= ASSIGNMENT =
Search the entries for lines with the string "must" and say how many there are, giving only the number.

= DATASET CONTENT =
>>>>>

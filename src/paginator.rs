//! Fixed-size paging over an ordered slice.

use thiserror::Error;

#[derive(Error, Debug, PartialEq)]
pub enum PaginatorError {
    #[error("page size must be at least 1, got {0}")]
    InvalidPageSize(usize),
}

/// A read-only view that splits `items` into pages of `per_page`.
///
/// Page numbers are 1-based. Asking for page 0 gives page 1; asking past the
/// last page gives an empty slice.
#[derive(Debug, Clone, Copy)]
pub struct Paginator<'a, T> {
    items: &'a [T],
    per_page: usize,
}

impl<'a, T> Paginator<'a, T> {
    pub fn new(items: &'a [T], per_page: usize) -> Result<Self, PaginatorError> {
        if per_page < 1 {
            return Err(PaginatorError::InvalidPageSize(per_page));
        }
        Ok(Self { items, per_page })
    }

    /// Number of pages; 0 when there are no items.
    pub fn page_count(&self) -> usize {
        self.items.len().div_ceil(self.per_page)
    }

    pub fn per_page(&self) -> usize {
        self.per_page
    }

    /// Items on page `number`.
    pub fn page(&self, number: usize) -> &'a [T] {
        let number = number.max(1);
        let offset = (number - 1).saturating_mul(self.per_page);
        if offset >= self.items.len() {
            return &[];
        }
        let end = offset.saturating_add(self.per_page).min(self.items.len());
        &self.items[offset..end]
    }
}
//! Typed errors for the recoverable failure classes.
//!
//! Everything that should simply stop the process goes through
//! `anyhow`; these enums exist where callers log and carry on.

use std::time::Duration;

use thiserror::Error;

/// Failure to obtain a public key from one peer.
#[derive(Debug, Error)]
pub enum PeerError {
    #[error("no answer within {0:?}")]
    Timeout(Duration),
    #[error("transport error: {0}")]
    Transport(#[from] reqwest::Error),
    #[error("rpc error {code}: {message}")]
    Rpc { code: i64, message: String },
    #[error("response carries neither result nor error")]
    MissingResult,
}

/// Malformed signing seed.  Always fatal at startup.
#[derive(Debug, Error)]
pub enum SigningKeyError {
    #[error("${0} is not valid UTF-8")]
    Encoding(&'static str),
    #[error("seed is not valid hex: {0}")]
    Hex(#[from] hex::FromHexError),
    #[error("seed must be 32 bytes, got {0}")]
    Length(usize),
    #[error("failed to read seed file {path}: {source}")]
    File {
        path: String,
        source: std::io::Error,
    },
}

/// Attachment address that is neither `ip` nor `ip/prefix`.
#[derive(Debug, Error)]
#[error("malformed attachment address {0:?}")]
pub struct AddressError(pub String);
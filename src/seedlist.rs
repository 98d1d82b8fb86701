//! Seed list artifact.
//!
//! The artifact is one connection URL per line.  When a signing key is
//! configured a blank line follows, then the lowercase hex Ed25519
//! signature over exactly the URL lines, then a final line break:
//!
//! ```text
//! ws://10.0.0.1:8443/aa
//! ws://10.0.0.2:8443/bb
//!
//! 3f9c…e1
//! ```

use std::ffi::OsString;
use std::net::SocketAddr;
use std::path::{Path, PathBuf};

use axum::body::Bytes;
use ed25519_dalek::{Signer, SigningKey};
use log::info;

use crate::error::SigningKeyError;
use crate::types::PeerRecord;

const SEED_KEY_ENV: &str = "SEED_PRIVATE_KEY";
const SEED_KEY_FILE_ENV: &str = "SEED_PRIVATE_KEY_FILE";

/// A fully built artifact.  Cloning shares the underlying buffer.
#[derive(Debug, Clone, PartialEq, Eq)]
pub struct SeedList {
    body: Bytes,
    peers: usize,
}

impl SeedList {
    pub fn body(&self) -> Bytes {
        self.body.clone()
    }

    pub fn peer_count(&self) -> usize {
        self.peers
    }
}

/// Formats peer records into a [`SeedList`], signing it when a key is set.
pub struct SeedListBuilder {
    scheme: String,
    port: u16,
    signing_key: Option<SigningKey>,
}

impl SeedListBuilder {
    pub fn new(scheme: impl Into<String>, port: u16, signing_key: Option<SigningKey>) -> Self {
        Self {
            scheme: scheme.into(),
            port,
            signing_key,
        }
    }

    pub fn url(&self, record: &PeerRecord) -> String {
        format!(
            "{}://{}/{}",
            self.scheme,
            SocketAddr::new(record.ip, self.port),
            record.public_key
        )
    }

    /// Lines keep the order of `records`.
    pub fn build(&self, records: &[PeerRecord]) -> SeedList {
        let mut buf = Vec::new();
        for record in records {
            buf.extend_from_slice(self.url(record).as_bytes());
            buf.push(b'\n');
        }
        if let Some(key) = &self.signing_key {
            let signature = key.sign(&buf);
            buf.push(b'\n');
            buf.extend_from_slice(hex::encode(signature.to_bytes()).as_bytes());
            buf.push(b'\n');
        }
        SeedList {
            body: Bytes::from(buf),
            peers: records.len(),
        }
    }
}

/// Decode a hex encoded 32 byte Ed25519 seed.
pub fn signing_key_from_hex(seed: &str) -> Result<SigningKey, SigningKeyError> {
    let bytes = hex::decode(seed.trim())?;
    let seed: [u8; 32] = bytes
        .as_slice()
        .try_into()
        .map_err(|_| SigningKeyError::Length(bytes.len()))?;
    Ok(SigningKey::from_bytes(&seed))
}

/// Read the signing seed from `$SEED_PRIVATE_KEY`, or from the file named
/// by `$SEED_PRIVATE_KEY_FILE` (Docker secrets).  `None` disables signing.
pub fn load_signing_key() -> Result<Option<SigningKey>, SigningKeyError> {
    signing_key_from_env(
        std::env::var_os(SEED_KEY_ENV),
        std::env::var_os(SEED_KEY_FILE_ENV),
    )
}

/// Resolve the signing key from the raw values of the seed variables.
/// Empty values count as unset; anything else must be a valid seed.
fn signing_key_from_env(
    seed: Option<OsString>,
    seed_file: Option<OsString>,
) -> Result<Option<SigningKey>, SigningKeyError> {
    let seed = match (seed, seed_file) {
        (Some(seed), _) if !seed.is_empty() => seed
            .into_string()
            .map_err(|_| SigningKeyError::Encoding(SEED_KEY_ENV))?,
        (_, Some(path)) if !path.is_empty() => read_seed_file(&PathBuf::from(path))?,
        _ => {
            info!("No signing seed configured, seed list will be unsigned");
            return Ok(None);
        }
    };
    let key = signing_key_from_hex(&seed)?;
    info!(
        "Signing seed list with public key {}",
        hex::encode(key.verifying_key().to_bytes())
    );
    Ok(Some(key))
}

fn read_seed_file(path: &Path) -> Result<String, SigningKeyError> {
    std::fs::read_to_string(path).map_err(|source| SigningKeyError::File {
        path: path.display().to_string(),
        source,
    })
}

<<<<<

= RESULT OF THIS TASK =
3